5.    Question soulevée : La section 501.1(a)(2)(xiv) de la règle proposée stipule que les soumissions doivent contenir une "déclaration identifiant tout autre changement proposé à une pratique ou à une politique, indépendamment du fait que cette pratique ou politique constitue ou non une politique couverte à part entière, qui peut interagir avec la politique couverte soumise". Le NYCBOE a fait remarquer qu'il s'agit d'une exigence générale qui peut être difficile à vérifier.
a.    Alternative proposée : Le NYCBOE a suggéré une clarification.

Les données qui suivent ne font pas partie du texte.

//! Viewer configuration.
//!
//! Loaded from YAML (or JSON, chosen by extension). Every key is optional and
//! falls back to the built-in defaults below.

use std::{
    fs::File,
    io::{BufReader, Read},
    path::Path,
};

use anyhow::{Context, Result};
use serde::{Deserialize, Serialize};

use crate::{
    error::ViewerResult,
    frequency::DEFAULT_TOP_VALUES,
    geometry::{SpatialReference, WGS84_WKID},
    palette::{Color, DEFAULT_PALETTE, Palette},
};

pub const DEFAULT_MAX_UPLOAD_BYTES: u64 = 50 * 1024 * 1024;

#[derive(Debug, Clone, PartialEq, Serialize, Deserialize)]
#[serde(untagged)]
pub enum PaletteSpec {
    Named(String),
    Colors(Vec<String>),
}

impl PaletteSpec {
    pub fn resolve(&self) -> ViewerResult<Palette> {
        match self {
            PaletteSpec::Named(name) => Palette::named(name),
            PaletteSpec::Colors(colors) => Palette::from_css(colors),
        }
    }
}

impl Default for PaletteSpec {
    fn default() -> Self {
        PaletteSpec::Named(DEFAULT_PALETTE.to_string())
    }
}

/// Sizes and opacities applied to generated symbols.
#[derive(Debug, Clone, PartialEq, Serialize, Deserialize)]
#[serde(default)]
pub struct SymbolDefaults {
    pub point_size: f64,
    pub line_width: f64,
    pub fill_opacity: f32,
    pub outline_width: f64,
    pub outline_color: String,
    pub other_color: String,
    pub other_opacity: f32,
}

impl Default for SymbolDefaults {
    fn default() -> Self {
        Self {
            point_size: 8.0,
            line_width: 3.0,
            fill_opacity: 0.7,
            outline_width: 2.0,
            outline_color: "#ffffff".to_string(),
            other_color: "#999999".to_string(),
            other_opacity: 0.4,
        }
    }
}

impl SymbolDefaults {
    pub fn outline(&self) -> ViewerResult<Color> {
        Color::parse(&self.outline_color)
    }

    pub fn other(&self) -> ViewerResult<Color> {
        Ok(Color::parse(&self.other_color)?.with_alpha(self.other_opacity))
    }
}

#[derive(Debug, Clone, PartialEq, Serialize, Deserialize)]
#[serde(default)]
pub struct ViewerConfig {
    pub max_upload_bytes: u64,
    pub top_values: usize,
    pub palette: PaletteSpec,
    pub spatial_reference: u32,
    pub symbols: SymbolDefaults,
}

impl Default for ViewerConfig {
    fn default() -> Self {
        Self {
            max_upload_bytes: DEFAULT_MAX_UPLOAD_BYTES,
            top_values: DEFAULT_TOP_VALUES,
            palette: PaletteSpec::default(),
            spatial_reference: WGS84_WKID,
            symbols: SymbolDefaults::default(),
        }
    }
}

impl ViewerConfig {
    pub fn load(path: &Path) -> Result<Self> {
        let file = File::open(path).with_context(|| format!("Opening config file {path:?}"))?;
        let mut raw = String::new();
        BufReader::new(file)
            .read_to_string(&mut raw)
            .with_context(|| format!("Reading config file {path:?}"))?;
        let is_json = path
            .extension()
            .and_then(|ext| ext.to_str())
            .is_some_and(|ext| ext.eq_ignore_ascii_case("json"));
        let config = if is_json {
            serde_json::from_str(&raw).context("Parsing config JSON")?
        } else {
            serde_yaml::from_str(&raw).context("Parsing config YAML")?
        };
        Ok(config)
    }

    pub fn spatial_reference(&self) -> SpatialReference {
        SpatialReference::new(self.spatial_reference)
    }

    pub fn resolve_palette(&self) -> ViewerResult<Palette> {
        self.palette.resolve()
    }

    /// Checks that every color the configuration names can be parsed.
    pub fn validate(&self) -> ViewerResult<()> {
        self.resolve_palette()?;
        self.symbols.outline()?;
        self.symbols.other()?;
        Ok(())
    }
}

#[cfg(test)]
mod tests {
    use super::*;
    use std::io::Write;
    use tempfile::NamedTempFile;

    #[test]
    fn defaults_match_upload_and_symbol_limits() {
        let config = ViewerConfig::default();
        assert_eq!(config.max_upload_bytes, 52_428_800);
        assert_eq!(config.top_values, 20);
        assert_eq!(config.spatial_reference().wkid, 4326);
        assert_eq!(config.symbols.point_size, 8.0);
        assert_eq!(config.symbols.line_width, 3.0);
        assert!(config.validate().is_ok());
    }

    #[test]
    fn loads_partial_yaml() {
        let mut file = NamedTempFile::with_suffix(".yml").expect("temp file");
        writeln!(file, "top_values: 5").unwrap();
        writeln!(file, "palette: [\"red\", \"#00ff00\"]").unwrap();
        writeln!(file, "symbols:\n  point_size: 12").unwrap();
        let config = ViewerConfig::load(file.path()).expect("load config");
        assert_eq!(config.top_values, 5);
        assert_eq!(config.symbols.point_size, 12.0);
        assert_eq!(config.symbols.line_width, 3.0);
        let palette = config.resolve_palette().unwrap();
        assert_eq!(palette.len(), 2);
        assert_eq!(palette.color_at(0), Color::rgb(255, 0, 0));
    }

    #[test]
    fn loads_json_by_extension() {
        let mut file = NamedTempFile::with_suffix(".json").expect("temp file");
        write!(file, r#"{{"palette": "set1", "max_upload_bytes": 1024}}"#).unwrap();
        let config = ViewerConfig::load(file.path()).expect("load config");
        assert_eq!(config.max_upload_bytes, 1024);
        assert_eq!(config.palette, PaletteSpec::Named("set1".into()));
    }

    #[test]
    fn validate_reports_bad_colors() {
        let config = ViewerConfig {
            palette: PaletteSpec::Colors(vec!["bogus".into()]),
            ..ViewerConfig::default()
        };
        assert!(config.validate().is_err());
    }
}
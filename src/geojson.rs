//! GeoJSON input model and document normalization.
//!
//! Uploaded documents are accepted when the top-level `type` is
//! `FeatureCollection` or `Feature`. A bare feature is wrapped into a
//! single-element collection. Any `crs` member, at the top level or on a
//! feature, is discarded; coordinates are always read as geographic WGS84.
//!
//! Geometry types are kept as raw strings here. Mapping them onto host
//! geometry happens in [`crate::geometry`], where unknown types are dropped.

use serde::{Deserialize, Serialize};
use serde_json::{Map, Value};

use crate::error::{ViewerError, ViewerResult};

const CRS_MEMBER: &str = "crs";

/// One position. Extra ordinates (z, m) are carried through untouched.
pub type Position = Vec<f64>;

/// External geometry record as it appears in the document.
#[derive(Debug, Clone, PartialEq, Serialize, Deserialize)]
pub struct RawGeometry {
    #[serde(rename = "type", default)]
    pub geometry_type: Option<String>,
    #[serde(default)]
    pub coordinates: Value,
}

impl RawGeometry {
    pub fn new(geometry_type: &str, coordinates: Value) -> Self {
        Self {
            geometry_type: Some(geometry_type.to_string()),
            coordinates,
        }
    }

    pub fn type_name(&self) -> &str {
        self.geometry_type.as_deref().unwrap_or("<missing>")
    }
}

#[derive(Debug, Clone, PartialEq, Serialize, Deserialize)]
pub struct RawFeature {
    #[serde(default)]
    pub geometry: Option<RawGeometry>,
    #[serde(default)]
    pub properties: Option<Map<String, Value>>,
    #[serde(default, skip_serializing_if = "Option::is_none")]
    pub id: Option<Value>,
}

impl RawFeature {
    pub fn property(&self, name: &str) -> Option<&Value> {
        self.properties.as_ref().and_then(|props| props.get(name))
    }
}

#[derive(Debug, Clone, PartialEq, Serialize, Deserialize)]
pub struct FeatureCollection {
    pub features: Vec<RawFeature>,
}

impl FeatureCollection {
    /// Parses and normalizes an uploaded document.
    pub fn parse(text: &str) -> ViewerResult<Self> {
        let document: Value = serde_json::from_str(text)?;
        Self::from_value(document)
    }

    pub fn from_value(document: Value) -> ViewerResult<Self> {
        let Value::Object(mut root) = document else {
            return Err(ViewerError::malformed("GeoJSON root must be an object"));
        };
        root.remove(CRS_MEMBER);
        let kind = root
            .get("type")
            .and_then(Value::as_str)
            .ok_or_else(|| ViewerError::malformed("GeoJSON object is missing 'type'"))?
            .to_string();

        let features = match kind.as_str() {
            "FeatureCollection" => match root.remove("features") {
                Some(Value::Array(items)) => items,
                Some(_) => {
                    return Err(ViewerError::malformed(
                        "FeatureCollection 'features' must be an array",
                    ));
                }
                None => Vec::new(),
            },
            "Feature" => vec![Value::Object(root)],
            other => {
                return Err(ViewerError::malformed(format!(
                    "Unsupported GeoJSON type '{other}'; expected FeatureCollection or Feature"
                )));
            }
        };

        if features.is_empty() {
            return Err(ViewerError::malformed("GeoJSON contains no features"));
        }

        let features = features
            .into_iter()
            .enumerate()
            .map(|(idx, feature)| parse_feature(idx, feature))
            .collect::<ViewerResult<Vec<_>>>()?;
        Ok(FeatureCollection { features })
    }

    pub fn len(&self) -> usize {
        self.features.len()
    }

    pub fn is_empty(&self) -> bool {
        self.features.is_empty()
    }
}

fn parse_feature(idx: usize, feature: Value) -> ViewerResult<RawFeature> {
    let Value::Object(mut object) = feature else {
        return Err(ViewerError::malformed(format!(
            "Feature {idx} is not an object"
        )));
    };
    object.remove(CRS_MEMBER);
    if let Some(Value::Object(geometry)) = object.get_mut("geometry") {
        geometry.remove(CRS_MEMBER);
    }
    serde_json::from_value(Value::Object(object))
        .map_err(|err| ViewerError::malformed(format!("Feature {idx}: {err}")))
}
//! Error kinds surfaced by uploads, classification, and configuration.
//!
//! Every failure that reaches a caller leaves prior session state untouched.
//! [`ViewerError::UnsupportedGeometry`] and [`ViewerError::QueryFailure`] are
//! logged and recovered from inside the pipeline; they only escape when a
//! caller asks for them directly (for example [`crate::geometry::convert_strict`]).

use thiserror::Error;

pub type ViewerResult<T> = std::result::Result<T, ViewerError>;

#[derive(Debug, Error)]
pub enum ViewerError {
    #[error("Unsupported file type for '{name}': expected .zip, .json, or .geojson")]
    InvalidFileType { name: String },

    #[error("File '{name}' is {size} bytes, which exceeds the {limit} byte upload limit")]
    FileTooLarge { name: String, size: u64, limit: u64 },

    #[error("Malformed input: {0}")]
    MalformedInput(String),

    #[error("Unsupported geometry type '{0}'")]
    UnsupportedGeometry(String),

    #[error("Attribute query against layer {layer} failed: {reason}")]
    QueryFailure { layer: u64, reason: String },

    #[error("Cannot classify: {0}")]
    ClassificationPrecondition(String),

    #[error("Layer {0} is not registered with this session")]
    UnknownLayer(u64),

    #[error("Feature service failed: {0}")]
    ServiceFailure(String),

    #[error("Unknown palette '{0}'")]
    UnknownPalette(String),

    #[error("Invalid color '{value}': {reason}")]
    InvalidColor { value: String, reason: String },
}

impl ViewerError {
    pub fn malformed(message: impl Into<String>) -> Self {
        ViewerError::MalformedInput(message.into())
    }

    pub fn precondition(message: impl Into<String>) -> Self {
        ViewerError::ClassificationPrecondition(message.into())
    }

    /// Errors that are logged and absorbed rather than aborting an operation.
    pub fn is_recoverable(&self) -> bool {
        matches!(
            self,
            ViewerError::UnsupportedGeometry(_) | ViewerError::QueryFailure { .. }
        )
    }
}

impl From<serde_json::Error> for ViewerError {
    fn from(err: serde_json::Error) -> Self {
        ViewerError::MalformedInput(format!("JSON parse failure: {err}"))
    }
}
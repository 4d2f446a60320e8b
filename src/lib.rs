pub mod cli;
pub mod config;
pub mod error;
pub mod fields;
pub mod frequency;
pub mod geojson;
pub mod geometry;
pub mod layer;
pub mod palette;
pub mod renderer;
pub mod session;
pub mod table;
pub mod upload;
pub mod value;

use std::{env, fs, io, sync::OnceLock};

use anyhow::{Context, Result, anyhow, bail};
use clap::Parser;
use log::{LevelFilter, debug, info};
use serde::Serialize;

use crate::{
    cli::{ClassifyArgs, Cli, Commands, InputArgs, OutputFormat},
    config::{PaletteSpec, ViewerConfig},
    layer::LayerId,
    session::{MapSession, NullHost},
    upload::UploadSource,
};

static LOGGER: OnceLock<()> = OnceLock::new();

fn init_logging() {
    LOGGER.get_or_init(|| {
        let mut builder = env_logger::Builder::from_env(env_logger::Env::default());
        if env::var("RUST_LOG").is_err() {
            builder.filter_module("layer_classify", LevelFilter::Info);
        }
        let _ = builder.format_timestamp_millis().try_init();
    });
}

pub fn run() -> Result<()> {
    init_logging();
    let cli = Cli::parse();
    match cli.command {
        Commands::Inspect(args) => handle_inspect(&args),
        Commands::Fields(args) => handle_fields(&args),
        Commands::Stats(args) => handle_stats(&args),
        Commands::Classify(args) => handle_classify(&args),
    }
}

fn load_config(args: &InputArgs) -> Result<ViewerConfig> {
    match &args.config {
        Some(path) => {
            ViewerConfig::load(path).with_context(|| format!("Loading config from {path:?}"))
        }
        None => Ok(ViewerConfig::default()),
    }
}

fn open_session(
    args: &InputArgs,
    config: ViewerConfig,
) -> Result<(MapSession<NullHost>, Vec<LayerId>)> {
    let name = args
        .input
        .file_name()
        .and_then(|n| n.to_str())
        .ok_or_else(|| anyhow!("Input path {:?} has no file name", args.input))?
        .to_string();
    let mut session = MapSession::new(NullHost, config).context("Preparing map session")?;

    let size = fs::metadata(&args.input)
        .with_context(|| format!("Reading metadata for {:?}", args.input))?
        .len();
    upload::UploadPipeline::new(session.config()).validate(&name, size)?;

    let bytes =
        fs::read(&args.input).with_context(|| format!("Reading input file {:?}", args.input))?;
    let ids = session
        .upload(&UploadSource::new(name, bytes))
        .with_context(|| format!("Loading {:?}", args.input))?;
    debug!("Upload produced layer ids {ids:?}");
    Ok((session, ids))
}

fn handle_inspect(args: &InputArgs) -> Result<()> {
    let config = load_config(args)?;
    let (session, _) = open_session(args, config)?;
    let summaries = session
        .layers()
        .iter()
        .map(|layer| layer.summary())
        .collect::<Vec<_>>();
    match args.format {
        OutputFormat::Json => print_json(&summaries),
        OutputFormat::Table | OutputFormat::Csv => {
            for summary in &summaries {
                emit_rows(args.format, &["property", "value"], &summary.render_rows())?;
            }
            Ok(())
        }
    }
}

fn handle_fields(args: &InputArgs) -> Result<()> {
    let config = load_config(args)?;
    let (session, _) = open_session(args, config)?;
    let mut rows = Vec::new();
    for layer in session.layers() {
        for field in layer.fields() {
            rows.push(vec![
                layer.title().to_string(),
                field.name.clone(),
                field.alias.clone(),
                field.field_type.to_string(),
            ]);
        }
    }
    if args.format == OutputFormat::Json {
        let fields = session
            .layers()
            .iter()
            .map(|layer| (layer.title(), layer.fields()))
            .collect::<Vec<_>>();
        return print_json(&fields);
    }
    emit_rows(args.format, &["layer", "name", "alias", "type"], &rows)
}

fn classify_config(args: &ClassifyArgs) -> Result<ViewerConfig> {
    let mut config = load_config(&args.input)?;
    if let Some(top) = args.top {
        config.top_values = top;
    }
    if let Some(palette) = &args.palette {
        config.palette = PaletteSpec::Named(palette.clone());
    }
    Ok(config)
}

fn select_layer(ids: &[LayerId], position: usize) -> Result<LayerId> {
    if position == 0 {
        bail!("Layer numbers start at 1");
    }
    ids.get(position - 1)
        .copied()
        .ok_or_else(|| anyhow!("Upload produced {} layer(s); no layer {position}", ids.len()))
}

fn handle_stats(args: &ClassifyArgs) -> Result<()> {
    let config = classify_config(args)?;
    let top = config.top_values;
    let (session, ids) = open_session(&args.input, config)?;
    let id = select_layer(&ids, args.layer)?;
    let layer = session.layer(id)?;
    if layer.field(&args.field).is_none() {
        bail!("Field '{}' does not exist on '{}'", args.field, layer.title());
    }
    let stats = frequency::compute_stats_with_limit(layer.attributes(), &args.field, top)
        .ok_or_else(|| anyhow!("Layer '{}' has no features", layer.title()))?;
    if args.input.format == OutputFormat::Json {
        return print_json(&stats);
    }
    emit_rows(
        args.input.format,
        &["field", "value", "count", "percent"],
        &stats.render_rows(),
    )?;
    info!(
        "{} feature(s), {} valid, {} unique value(s)",
        stats.total_features, stats.valid_count, stats.unique_count
    );
    Ok(())
}

fn handle_classify(args: &ClassifyArgs) -> Result<()> {
    let config = classify_config(args)?;
    let (mut session, ids) = open_session(&args.input, config)?;
    let id = select_layer(&ids, args.layer)?;
    let summary = session
        .classify(id, &args.field)
        .with_context(|| format!("Classifying on '{}'", args.field))?;
    if args.input.format == OutputFormat::Json {
        return print_json(&summary);
    }
    emit_rows(
        args.input.format,
        &["label", "count", "percent", "color"],
        &summary.legend.render_rows(),
    )?;
    let hidden = summary.legend.hidden_count();
    if hidden > 0 {
        info!(
            "{hidden} feature(s) outside the top {} value(s) are drawn as '{}'",
            summary.legend.entries.len(),
            renderer::OTHER_LABEL
        );
    }
    Ok(())
}

fn emit_rows(format: OutputFormat, headers: &[&str], rows: &[Vec<String>]) -> Result<()> {
    match format {
        OutputFormat::Csv => {
            let mut writer = csv::Writer::from_writer(io::stdout());
            writer.write_record(headers)?;
            for row in rows {
                writer.write_record(row)?;
            }
            writer.flush().context("Flushing CSV output")?;
        }
        _ => table::print_table(headers, rows),
    }
    Ok(())
}

fn print_json<T: Serialize + ?Sized>(value: &T) -> Result<()> {
    let rendered = serde_json::to_string_pretty(value).context("Serializing JSON output")?;
    println!("{rendered}");
    Ok(())
}
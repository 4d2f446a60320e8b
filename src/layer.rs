use std::fmt;

use serde::{Deserialize, Serialize};

use crate::{
    fields::{Attributes, Field},
    geometry::{ConvertedGeometry, Extent, GeometryType, SpatialReference},
    renderer::{Legend, Renderer},
};

#[derive(Debug, Clone, Copy, PartialEq, Eq, Hash, PartialOrd, Ord, Serialize, Deserialize)]
pub struct LayerId(pub u64);

impl fmt::Display for LayerId {
    fn fmt(&self, f: &mut fmt::Formatter<'_>) -> fmt::Result {
        write!(f, "layer-{}", self.0)
    }
}

/// One feature as held by a layer.
#[derive(Debug, Clone, PartialEq, Serialize, Deserialize)]
pub struct Graphic {
    pub geometry: ConvertedGeometry,
    pub attributes: Attributes,
}

#[derive(Debug, Clone, PartialEq, Eq, Serialize, Deserialize)]
#[serde(tag = "state", rename_all = "kebab-case")]
pub enum Classification {
    Unclassified,
    Classified { field: String },
}

/// A typed feature collection with exactly one active renderer.
#[derive(Debug, Clone)]
pub struct FeatureLayer {
    id: LayerId,
    title: String,
    geometry_type: GeometryType,
    spatial_reference: SpatialReference,
    fields: Vec<Field>,
    graphics: Vec<Graphic>,
    base_renderer: Renderer,
    renderer: Renderer,
    legend: Option<Legend>,
    classification: Classification,
    full_extent: Option<Extent>,
}

/// Everything needed to build a layer except its identity and base renderer.
#[derive(Debug, Clone)]
pub struct LayerDraft {
    pub title: String,
    pub geometry_type: GeometryType,
    pub spatial_reference: SpatialReference,
    pub fields: Vec<Field>,
    pub graphics: Vec<Graphic>,
}

impl LayerDraft {
    pub fn full_extent(&self) -> Option<Extent> {
        let extents = self
            .graphics
            .iter()
            .filter_map(|g| g.geometry.extent())
            .collect::<Vec<_>>();
        Extent::combine(&extents)
    }
}

impl FeatureLayer {
    pub fn new(id: LayerId, draft: LayerDraft, base_renderer: Renderer) -> Self {
        let full_extent = draft.full_extent();
        Self {
            id,
            title: draft.title,
            geometry_type: draft.geometry_type,
            spatial_reference: draft.spatial_reference,
            fields: draft.fields,
            graphics: draft.graphics,
            renderer: base_renderer.clone(),
            base_renderer,
            legend: None,
            classification: Classification::Unclassified,
            full_extent,
        }
    }

    pub fn id(&self) -> LayerId {
        self.id
    }

    pub fn title(&self) -> &str {
        &self.title
    }

    pub fn geometry_type(&self) -> GeometryType {
        self.geometry_type
    }

    pub fn spatial_reference(&self) -> SpatialReference {
        self.spatial_reference
    }

    pub fn fields(&self) -> &[Field] {
        &self.fields
    }

    pub fn field(&self, name: &str) -> Option<&Field> {
        self.fields.iter().find(|f| f.name == name)
    }

    pub fn graphics(&self) -> &[Graphic] {
        &self.graphics
    }

    pub fn attributes(&self) -> impl Iterator<Item = &Attributes> {
        self.graphics.iter().map(|g| &g.attributes)
    }

    pub fn feature_count(&self) -> usize {
        self.graphics.len()
    }

    pub fn renderer(&self) -> &Renderer {
        &self.renderer
    }

    pub fn legend(&self) -> Option<&Legend> {
        self.legend.as_ref()
    }

    pub fn classification(&self) -> &Classification {
        &self.classification
    }

    pub fn full_extent(&self) -> Option<Extent> {
        self.full_extent
    }

    /// Field names offered for classification, in layer order.
    pub fn classifiable_fields(&self) -> Vec<&str> {
        self.fields
            .iter()
            .filter(|f| f.field_type.is_classifiable())
            .map(|f| f.name.as_str())
            .collect()
    }

    /// Replaces the active renderer and legend together. Any previous rule
    /// list is discarded, not merged.
    pub fn apply_classification(&mut self, renderer: Renderer, legend: Legend) {
        let field = legend.field.clone();
        self.renderer = renderer;
        self.legend = Some(legend);
        self.classification = Classification::Classified { field };
    }

    /// Restores the single-symbol renderer assigned at creation and clears the
    /// legend.
    pub fn reset_classification(&mut self) {
        self.renderer = self.base_renderer.clone();
        self.legend = None;
        self.classification = Classification::Unclassified;
    }

    pub fn summary(&self) -> LayerSummary {
        LayerSummary {
            id: self.id,
            title: self.title.clone(),
            geometry_type: self.geometry_type,
            feature_count: self.graphics.len(),
            fields: self.fields.clone(),
            full_extent: self.full_extent,
        }
    }
}

#[derive(Debug, Clone, PartialEq, Serialize, Deserialize)]
#[serde(rename_all = "camelCase")]
pub struct LayerSummary {
    pub id: LayerId,
    pub title: String,
    pub geometry_type: GeometryType,
    pub feature_count: usize,
    pub fields: Vec<Field>,
    pub full_extent: Option<Extent>,
}

impl LayerSummary {
    pub fn render_rows(&self) -> Vec<Vec<String>> {
        let extent = self
            .full_extent
            .map(|e| format!("{}, {}, {}, {}", e.xmin, e.ymin, e.xmax, e.ymax))
            .unwrap_or_else(|| "-".to_string());
        vec![
            vec!["id".to_string(), self.id.to_string()],
            vec!["title".to_string(), self.title.clone()],
            vec!["geometry".to_string(), self.geometry_type.to_string()],
            vec!["features".to_string(), self.feature_count.to_string()],
            vec!["fields".to_string(), self.fields.len().to_string()],
            vec!["extent".to_string(), extent],
        ]
    }
}

#[cfg(test)]
mod tests {
    use super::*;
    use crate::{
        config::SymbolDefaults,
        fields::{FieldType, infer_fields},
        frequency::compute_stats,
        geojson::RawGeometry,
        geometry::convert,
        palette::Palette,
        renderer::{build_renderer, simple_renderer},
        value::AttributeValue,
    };
    use serde_json::json;

    fn sample_layer() -> FeatureLayer {
        let graphics = [("A", [0.0, 0.0]), ("B", [4.0, 2.0]), ("A", [-1.0, 3.0])]
            .into_iter()
            .map(|(kind, [x, y])| Graphic {
                geometry: convert(
                    &RawGeometry::new("Point", json!([x, y])),
                    SpatialReference::default(),
                )
                .unwrap(),
                attributes: Attributes::from([("kind".to_string(), AttributeValue::from(kind))]),
            })
            .collect::<Vec<_>>();
        let attributes = graphics.iter().map(|g| g.attributes.clone()).collect::<Vec<_>>();
        let draft = LayerDraft {
            title: "sample".to_string(),
            geometry_type: GeometryType::Point,
            spatial_reference: SpatialReference::default(),
            fields: infer_fields(&attributes),
            graphics,
        };
        let base = simple_renderer(
            GeometryType::Point,
            0,
            &Palette::default(),
            &SymbolDefaults::default(),
        )
        .unwrap();
        FeatureLayer::new(LayerId(1), draft, base)
    }

    #[test]
    fn computes_full_extent() {
        let layer = sample_layer();
        assert_eq!(
            layer.full_extent(),
            Some(Extent {
                xmin: -1.0,
                ymin: 0.0,
                xmax: 4.0,
                ymax: 3.0
            })
        );
    }

    #[test]
    fn classify_then_reset_restores_simple_renderer() {
        let mut layer = sample_layer();
        let original = layer.renderer().clone();
        let stats = compute_stats(layer.attributes(), "kind").unwrap();
        let (renderer, legend) = build_renderer(
            &stats,
            layer.geometry_type(),
            &Palette::default(),
            &SymbolDefaults::default(),
        )
        .unwrap();
        layer.apply_classification(renderer, legend);
        assert_eq!(
            layer.classification(),
            &Classification::Classified {
                field: "kind".to_string()
            }
        );
        assert!(layer.renderer().is_classified());

        layer.reset_classification();
        assert_eq!(layer.renderer(), &original);
        assert!(layer.legend().is_none());
        assert_eq!(layer.classification(), &Classification::Unclassified);
    }

    #[test]
    fn classifiable_fields_skip_object_ids() {
        let layer = sample_layer();
        assert_eq!(layer.classifiable_fields(), vec!["FID", "kind"]);
        assert_eq!(layer.field("OBJECTID").unwrap().field_type, FieldType::ObjectId);
    }
}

b.    Raison pour laquelle des alternatives significatives n'ont pas été incorporées dans la règle : compte tenu de la nature factuelle et contextuelle de l'examen préalable et de la relation entre les politiques couvertes et les autres changements qui interagissent avec elles, le CRB proposera des orientations écrites, qu'il considère comme un moyen plus approprié de fournir des éclaircissements sur cette disposition. Le CRB accueillera également favorablement le dialogue réglementaire et la consultation des entités couvertes qui envisagent de soumettre des demandes d'autorisation préalable à l'avenir, afin de déterminer d'autres changements potentiels et la mesure dans laquelle ils peuvent interagir avec la politique couverte. 
c.    Changements apportés à la règle : N/A

6.    Question soulevée : Les sections 501.1(b)(1)(i) et (iii) de la règle proposée décrivent la manière dont les délais de soumission et d'examen des demandes d'autorisation préalable seront calculés et précisent que la date d'une soumission est la date à laquelle elle est reçue par le CRB. Le NYCBOE a fait remarquer que les dispositions ne précisent pas si le CRB confirmera la réception d'une demande d'autorisation préalable auprès de l'auteur de la demande, afin de permettre à ce dernier de calculer le délai d'examen par le CRB.
a.    Alternative proposée : Le NYCBOE n'a pas fait de suggestion spécifique, mais a laissé entendre que ce point devrait être clarifié.
b.    Raison pour laquelle des alternatives significatives n'ont pas été incorporées dans la règle : N/A
c.    Modifications apportées à la règle : Sur la base de ce commentaire, le CRB a modifié la section 501.1(b)(1)(iii) pour indiquer qu'il confirmera la date de réception d'une soumission à l'entité couverte.


[Le commentaire indique également que la règle singularise le comté d'Orange pour une application sélective et que, par conséquent, le résumé de l'impact réglementaire indique de manière inexacte que tout coût pour les parties réglementées est imposé uniquement par la loi, puisque le comté d'Orange ne serait pas couvert si la règle n'existait pas. Toutefois, la règle s'applique indistinctement à toutes les parties réglementées et a pour but de clarifier et d'orienter l'application de la formule de couverture prévue par la loi. En outre, l'étude d'impact réglementaire indique que, malgré l'absence de coûts supplémentaires imposés par la règle, l'analyse de la flexibilité réglementaire et l'analyse de la flexibilité des zones rurales comprennent des fourchettes estimatives de coûts potentiels. Par conséquent, même si l ' on admet qu'une juridiction réglementée peut encourir des coûts supplémentaires en raison de la règle, ces coûts sont compris dans les fourchettes de coûts potentiels établies dans l'analyse de la flexibilité réglementaire et dans l'analyse de la flexibilité des zones rurales. Ces coûts ont donc été correctement estimés conformément aux exigences de la loi sur la procédure administrative de l'État.